According to the National Safety Council, falls are the leading cause of unintentional injury in the United States, accounting for more than 8.6 million visits to emergency rooms annually. In 2009, 16,900 Americans died from fall-related injuries in their homes.
"By taking some time and looking around the house, both inside and out, individuals can greatly reduce their chances of having an accident associated with slips, trips and falls," said Al Brown, safety and occupational health specialist, U.S. Army Combat Readiness/Safety Center. "Folks need to be aware of the hazards in and around their homes. Seemingly harmless household items, landscaping, toys, etc., could result in an unexpected visit to the doctor's office.
"Most people trip over items left on the floor because of poor housekeeping, curled edges on carpeting, open drawers and cabinets, area rugs with no rubber backing, and cords. It's important to always maintain a clear path ahead when walking," Brown said. "Unsecured flooring, lack of railings or supports around stairs and bathrooms, lack of support in slippery areas such as the bathroom or bathtub are also hazards that are easy to fix."

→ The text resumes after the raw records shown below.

use crate::span::Span;

pub type InlineSeq = Vec<Inline>;

#[derive(Clone, Debug, Eq, PartialEq)]
pub enum Inline {
    Text(String),
    /// Fixed-width span. The content is never parsed for emphasis.
    Code(String),
    Strong(InlineSeq),
    Emph(InlineSeq),
}

impl Inline {
    /// Concatenated text content with all formatting removed.
    pub fn plain_text(inlines: &[Inline]) -> String {
        let mut out = String::new();
        push_plain(&mut out, inlines);
        out
    }
}

fn push_plain(out: &mut String, inlines: &[Inline]) {
    for inline in inlines {
        match inline {
            Inline::Text(text) | Inline::Code(text) => out.push_str(text),
            Inline::Strong(children) | Inline::Emph(children) => push_plain(out, children),
        }
    }
}

/// The ordered sequence of layout blocks produced from one document.
#[derive(Clone, Debug, Default, PartialEq)]
pub struct Story {
    pub blocks: Vec<Block>,
}

impl Story {
    pub fn kinds(&self) -> impl Iterator<Item = &BlockKind> {
        self.blocks.iter().map(|block| &block.kind)
    }

    pub fn is_empty(&self) -> bool {
        self.blocks.is_empty()
    }
}

#[derive(Clone, Debug, PartialEq)]
pub struct Block {
    pub span: Span,
    pub kind: BlockKind,
}

#[derive(Clone, Debug, PartialEq)]
pub enum BlockKind {
    Heading { level: u8, content: InlineSeq },
    Paragraph { content: InlineSeq },
    BlockQuote { content: InlineSeq },
    List(List),
    Table(Table),
    PageBreak,
    /// Vertical gap in points.
    Spacer { height: f32 },
}

#[derive(Clone, Debug, Eq, PartialEq)]
pub struct List {
    pub ordered: bool,
    pub items: Vec<InlineSeq>,
}

/// Cells hold literal text. When `header` is set the first row is the header.
#[derive(Clone, Debug, Eq, PartialEq)]
pub struct Table {
    pub header: bool,
    pub rows: Vec<Vec<String>>,
}

impl Table {
    pub fn columns(&self) -> usize {
        self.rows.first().map(Vec::len).unwrap_or(0)
    }

    pub fn header_row(&self) -> Option<&[String]> {
        if self.header {
            self.rows.first().map(Vec::as_slice)
        } else {
            None
        }
    }

    pub fn body_rows(&self) -> &[Vec<String>] {
        if self.header && !self.rows.is_empty() {
            &self.rows[1..]
        } else {
            &self.rows
        }
    }
}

While the NSC reports that adults 55 and older are more susceptible to falls, no one is immune to these accidents. Brown said children often fall while they are outside playing.
"Simply watching your children while they play can be the No. 1 way to prevent falls," Brown said. "Rocks, grass, gravel, cement, brick and stone are all highly inappropriate playground surface covers. None of these surfaces helps protect a child's skin or limbs if they fall. Rubber mulch and padding are better ground cover alternatives.
"Outdoors, common trip hazards include steps with uneven risers or gaping cracks and different levels in the surface of concrete walkways, patios, etc.," he added. "Folks should maintain areas around their homes by removing debris and other environmental hazards and by replacing low or inadequate lighting."
The potential for slips, trips and falls around the house are avoidable if individuals take the time to identify and fix hazards. The same goes for the workplace -- Soldiers, Civilians, supervisors and subordinates alike should be cognizant of their surroundings and take ownership of their personal safety.
In fiscal 2011, slips, trips and falls suffered by Department of the Army Civilians cost the Army nearly $48 million. From fiscal 2006 through 2011, there were seven reported class A slips, trips and falls involving Soldiers; of those accidents, three resulted in fatal injuries.
Brown said good housekeeping is just as critical at work as at home.
"If your organization's housekeeping habits are poor, the result may be higher incident and accident rates," he said. "If an organization's facilities are noticeably clean and well-organized, it's a good indication that its safety program is effective as well."